Using Node Red to monitor a radio site

Hello, I am new here. My background is in radio communications and I admit to being bloody hopeless at computer projects. What I am trying to do for our local amateur radio group is to provide some way of remotely monitoring our repeater site. We need to be able to see door alarms, actual room temperature conditions, solar panel voltage and current and battery load voltage and current. I am just wondering if someone has used NODE RED to do this previously and if so could they please assist with information on how to do this?

Hi Fletch and welcome to the forum & to Node-RED.
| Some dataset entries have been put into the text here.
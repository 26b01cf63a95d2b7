use anyhow::{bail, Result};
use regex::Regex;
use tracing::{debug, info, warn};

use crate::columns::{
    COL_10TH_PERCENTAGE, COL_10TH_YEAR, COL_12TH_PERCENTAGE, COL_12TH_YEAR, COL_BTECH_CGPA,
    COL_BTECH_PERCENTAGE, COL_DROP, COL_FULL_NAME, COL_GAP, COL_LIVE_KT, COL_NAME, COL_SERIAL,
    DROPPED_COLUMNS, REQUIRED_COLUMNS,
};
use crate::models::{normalize_identifier, Cell, Config, Table};

/// A year-of-passing value that does not look like a 4-digit year.
/// Diagnostic only; the row stays in the sheet.
#[derive(Debug, Clone)]
pub struct YearDiagnostic {
    pub column: String,
    pub identifier: String,
    pub value: String,
}

/// Result of one pipeline run: the cleaned sheet, the audit trail of
/// ineligible rows, and the bookkeeping the operator summary prints.
#[derive(Debug)]
pub struct CleanOutcome {
    pub cleaned: Table,
    pub removed: Table,
    pub removal_counts: Vec<(String, usize)>,
    pub year_diagnostics: Vec<YearDiagnostic>,
}

/// Runs the cleaning stages in their fixed order over one input sheet.
/// Construct a fresh instance per run.
pub struct RecordCleaner<'a> {
    config: &'a Config,
}

impl<'a> RecordCleaner<'a> {
    pub fn new(config: &'a Config) -> Self {
        Self { config }
    }

    pub fn run(&self, table: Table) -> Result<CleanOutcome> {
        validate_schema(&table)?;
        let table = normalize_and_dedup(table)?;

        let mut removed = Table::new(table.columns.clone());
        let mut removal_counts = Vec::new();
        let mut year_diagnostics = Vec::new();

        let before = table.len();
        let table = filter_at_least(table, COL_10TH_PERCENTAGE, self.config.cutoff_10th, &mut removed)?;
        removal_counts.push((COL_10TH_PERCENTAGE.to_string(), before - table.len()));
        year_diagnostics.extend(check_year_format(&table, COL_10TH_YEAR)?);

        let before = table.len();
        let table = filter_at_least(table, COL_12TH_PERCENTAGE, self.config.cutoff_12th, &mut removed)?;
        removal_counts.push((COL_12TH_PERCENTAGE.to_string(), before - table.len()));
        year_diagnostics.extend(check_year_format(&table, COL_12TH_YEAR)?);

        let before = table.len();
        let table = filter_at_least(table, COL_BTECH_CGPA, self.config.cutoff_btech_cgpa, &mut removed)?;
        removal_counts.push((COL_BTECH_CGPA.to_string(), before - table.len()));

        let before = table.len();
        let table = filter_at_most(table, COL_LIVE_KT, self.config.cutoff_live_kt, &mut removed)?;
        removal_counts.push((COL_LIVE_KT.to_string(), before - table.len()));

        let before = table.len();
        let table = filter_at_most(table, COL_DROP, self.config.cutoff_drop, &mut removed)?;
        removal_counts.push((COL_DROP.to_string(), before - table.len()));

        let before = table.len();
        let table = filter_at_most(table, COL_GAP, self.config.cutoff_gap, &mut removed)?;
        removal_counts.push((COL_GAP.to_string(), before - table.len()));

        let table = prune_columns(table);
        let table = trim_text_column(table, 1);
        let table = drop_redundant_metric(table, self.config.keep_percentage)?;
        let table = reorder_columns(table, &self.config.column_order)?;
        let table = add_serial_numbers(table);
        let table = rename_header(table, COL_FULL_NAME, COL_NAME);
        let table = fill_missing(table);

        info!(
            eligible = table.len(),
            removed = removed.len(),
            diagnostics = year_diagnostics.len(),
            "cleaning pipeline finished"
        );

        Ok(CleanOutcome {
            cleaned: table,
            removed,
            removal_counts,
            year_diagnostics,
        })
    }
}

/// Verify the expected schema up front: every referenced column present and
/// the identifier column first. Reports all absent columns in one error.
pub fn validate_schema(table: &Table) -> Result<()> {
    let missing: Vec<&str> = REQUIRED_COLUMNS
        .iter()
        .filter(|name| table.column_index(name).is_none())
        .copied()
        .collect();
    if !missing.is_empty() {
        bail!("missing required column '{}'", missing.join("', '"));
    }
    if table.columns.first().map(String::as_str) != Some(COL_FULL_NAME) {
        bail!(
            "first column must be '{}', found '{}'",
            COL_FULL_NAME,
            table.columns.first().map(String::as_str).unwrap_or("")
        );
    }
    Ok(())
}

/// Strip whitespace out of the identifier values, keep the first row for
/// each identifier, and sort ascending by identifier.
pub fn normalize_and_dedup(mut table: Table) -> Result<Table> {
    let idx = table.require_column(COL_FULL_NAME)?;

    for row in &mut table.rows {
        let normalized = normalize_identifier(&row[idx].render());
        row[idx] = Cell::Text(normalized);
    }

    let mut seen = std::collections::HashSet::new();
    let before = table.len();
    table.rows.retain(|row| seen.insert(row[idx].render()));
    let duplicates = before - table.len();
    if duplicates > 0 {
        debug!(duplicates, "dropped duplicate identifiers");
    }

    table.rows.sort_by_key(|row| row[idx].render());
    Ok(table)
}

/// Keep rows whose value meets the cutoff (`value >= cutoff`); everything
/// else, including cells that do not parse as a number, goes to `removed`.
pub fn filter_at_least(
    table: Table,
    column: &str,
    cutoff: f64,
    removed: &mut Table,
) -> Result<Table> {
    let idx = table.require_column(column)?;
    let mut kept = Table::new(table.columns.clone());
    for row in table.rows {
        match row[idx].as_number() {
            Some(value) if value >= cutoff => kept.rows.push(row),
            _ => removed.rows.push(row),
        }
    }
    debug!(column, cutoff, remaining = kept.len(), "at-least criterion applied");
    Ok(kept)
}

/// Keep rows whose value stays within the cutoff (`value <= cutoff`);
/// unparseable cells fail the criterion like `filter_at_least`.
pub fn filter_at_most(
    table: Table,
    column: &str,
    cutoff: f64,
    removed: &mut Table,
) -> Result<Table> {
    let idx = table.require_column(column)?;
    let mut kept = Table::new(table.columns.clone());
    for row in table.rows {
        match row[idx].as_number() {
            Some(value) if value <= cutoff => kept.rows.push(row),
            _ => removed.rows.push(row),
        }
    }
    debug!(column, cutoff, remaining = kept.len(), "at-most criterion applied");
    Ok(kept)
}

/// Flag year-of-passing values that are not exactly four digits. Rows are
/// never removed here.
pub fn check_year_format(table: &Table, column: &str) -> Result<Vec<YearDiagnostic>> {
    let idx = table.require_column(column)?;
    let id_idx = table.require_column(COL_FULL_NAME)?;
    let pattern = Regex::new(r"^\d{4}$").unwrap();

    let mut diagnostics = Vec::new();
    for row in &table.rows {
        let value = row[idx].render();
        if !pattern.is_match(&value) {
            let identifier = row[id_idx].render();
            warn!(column, identifier = %identifier, value = %value, "malformed year of passing");
            diagnostics.push(YearDiagnostic {
                column: column.to_string(),
                identifier,
                value,
            });
        }
    }
    Ok(diagnostics)
}

/// Drop the administrative/contact columns; entries absent from this sheet
/// are skipped silently.
pub fn prune_columns(mut table: Table) -> Table {
    for name in DROPPED_COLUMNS {
        table.drop_column(name);
    }
    table
}

/// Trim leading/trailing whitespace from text cells of one column by
/// position. Out-of-range positions are a no-op.
pub fn trim_text_column(mut table: Table, position: usize) -> Table {
    if position >= table.columns.len() {
        return table;
    }
    for row in &mut table.rows {
        if let Cell::Text(s) = &row[position] {
            row[position] = Cell::Text(s.trim().to_string());
        }
    }
    table
}

/// Drop whichever of the two degree metrics the caller did not pick.
pub fn drop_redundant_metric(mut table: Table, keep_percentage: bool) -> Result<Table> {
    let doomed = if keep_percentage {
        COL_BTECH_CGPA
    } else {
        COL_BTECH_PERCENTAGE
    };
    table.require_column(doomed)?;
    table.drop_column(doomed);
    Ok(table)
}

/// Arrange columns per the preference order (matched names first, the rest
/// keeping their original relative order), then sort rows by identifier.
pub fn reorder_columns(table: Table, order: &[String]) -> Result<Table> {
    let mut picked: Vec<usize> = Vec::with_capacity(table.columns.len());
    for name in order {
        if let Some(idx) = table.column_index(name) {
            if !picked.contains(&idx) {
                picked.push(idx);
            }
        }
    }
    for idx in 0..table.columns.len() {
        if !picked.contains(&idx) {
            picked.push(idx);
        }
    }

    let columns = picked.iter().map(|&i| table.columns[i].clone()).collect();
    let rows = table
        .rows
        .iter()
        .map(|row| picked.iter().map(|&i| row[i].clone()).collect())
        .collect();
    let mut table = Table { columns, rows };

    let key = table.require_column(COL_FULL_NAME)?;
    table.rows.sort_by_key(|row| row[key].render());
    Ok(table)
}

/// Insert the 1-based "Sr No" column at position 0.
pub fn add_serial_numbers(mut table: Table) -> Table {
    table.columns.insert(0, COL_SERIAL.to_string());
    for (i, row) in table.rows.iter_mut().enumerate() {
        row.insert(0, Cell::Number((i + 1) as f64));
    }
    table
}

/// Rename one header for presentation; absent columns are skipped.
pub fn rename_header(mut table: Table, from: &str, to: &str) -> Table {
    if let Some(idx) = table.column_index(from) {
        table.columns[idx] = to.to_string();
    }
    table
}

/// Replace every empty cell with the literal text "NA".
pub fn fill_missing(mut table: Table) -> Table {
    for row in &mut table.rows {
        for cell in row {
            if cell.is_empty() {
                *cell = Cell::Text("NA".to_string());
            }
        }
    }
    table
}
Sounds an ideal project for Node-RED. We certainly have forum members who have done the individual things you mention.

It would also help us if you indicated what locality you are in since this may flavour what kind of hardware we might recommend. Some indication of the security threat levels would also be helpful so that we can think about sensible levels of hardware.

Hi, welcome to the forum.

All of these are possible but...

It totally depends on the hardware you have (or intend on buying). Many/Most of whay tyou are proposing have been done many times (just search the forum).


door alarms

You can buy zigbee door contacts and presence sensors. These can be integrated using zigbee2mqtt

If it is some existing alarm system, you will need to see if it has some kind of API (serail/http/mqtt) or aux relay contacts that you could connect a "sensor" to.


actual room temperature conditions

Again, Zigbee is a possibility here.


solar panel voltage and current and battery load voltage and current

Typically they are provided as an API by your hardware or some manufacturers hosted API - to get more specific answers, you will need to tell us what you have.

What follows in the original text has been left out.